# packages from R Weaver Apiaries



## asneri318 (May 28, 2014)

Hello. First post. Just wanted to say I was a little nervous after I had placed an order for two packages from R Weaver and later read a few slightly negative older reviews however everything has gone very well so far.


My packages came only a week after projected shipping date (which the website says to expect and it was a very cold winter anyway) and in very good shape. Only a few bees were dead on the bottom- nothing like the inch that I read can be expected. I installed them May 5th and the bees have filled a foundationless 8-frame deep with perfectly straight comb and the brood laying pattern is solid. I haven't seen any supersedure cells at all- just worker and drone capped cells.

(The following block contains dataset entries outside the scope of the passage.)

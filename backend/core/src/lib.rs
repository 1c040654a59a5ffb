pub mod error;
pub mod session;
pub mod traits;
pub mod types;

pub use error::{user_message, DropcheckError, VerifyError, SELECT_IMAGES_MESSAGE, UNKNOWN_ERROR_MESSAGE};
pub use session::{Attempt, Session, SessionError, SessionStatus};
pub use traits::{ContentPart, InlineImage, VisionModel, VisionRequest, VisionResponse};
pub use types::{ChecklistItem, Criterion, VerificationResult, FAILED_BANNER, PASSED_BANNER};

I am a first year bee keeper, but everything looks like the pictures of a healthy hive and so far the bees have been fairly gentle and tolerant of a beginner. I've been able to change the sugar syrup, check the tray underneath the hives, and watch them a foot or two from the entrance without them paying any attention to me at all. I suppose it will still be awhile before the queens offspring get to the foraging age though, so I will be watching to see if anything changes on that front. Enjoying the new hobby so far.


----------



## Sonoramic413 (Aug 10, 2013)

Did you go with their All American or their Buckfast line?


----------



## asneri318 (May 28, 2014)

One of each. So far they seem pretty similar.


----------



## Colobee (May 15, 2014)

I have another 4 packages or Buckfast from them, now at 2 1/2 weeks. They've always done great for me. You've probably read about them on the RW site. In my experience, everything they "advertise" is true. I avoid using the word "never", because after all they are bees, but I've yet to see an early supercedure - now in my fourth decade. It appears the bees realize they have something special in those queens. I long ago adopted the "brood injection" technique which gives them quite a "hole shot".


----------



## Texcajun (Apr 23, 2014)

I got two packages of the all american bees from R Weaver and thus far they are as good a advertised. I was a little concerned too after reading about their bees potentially being hot but these bees are extremely gentle.....very satisfied.


----------